→ **PROVIDED ENTRIES**:
────

//! Shared fixtures for the loopsim integration tests.

use loopsim_core::{SimulationConfig, SimulationParams};

/// The furnace loop every scenario starts from, written as a TOML file.
pub const FURNACE_TOML: &str = r#"
setpoint = 100.0
total_time = 300.0
dt = 0.5
dead_time = 10.0

[controller]
type = "classic"
kp = 2.0
ti = 10.0
td = 0.5

[plant]
type = "first_order"
gain = 5.0
time_constant = 50.0
"#;

/// Parses simulation parameters from TOML.
///
/// # Errors
///
/// Returns the parse error if `source` is not a valid parameter file.
pub fn params_from_toml(source: &str) -> Result<SimulationParams, toml::de::Error> {
    toml::from_str(source)
}

/// Builds a validated configuration from defaults with a few overrides.
///
/// # Panics
///
/// Panics if the resulting parameters are not runnable.
#[must_use]
pub fn config_with(update: impl FnOnce(&mut SimulationParams)) -> SimulationConfig {
    let mut params = SimulationParams::default();
    update(&mut params);
    SimulationConfig::try_from(params).expect("fixture parameters must be valid")
}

────

→ **EXERCISE DETAILS**: Please return all lines above in which the string "parameters" is found.

→ **TASK ANSWER**:
/// Parses simulation parameters from TOML.
/// Panics if the resulting parameters are not runnable.
    SimulationConfig::try_from(params).expect("fixture parameters must be valid")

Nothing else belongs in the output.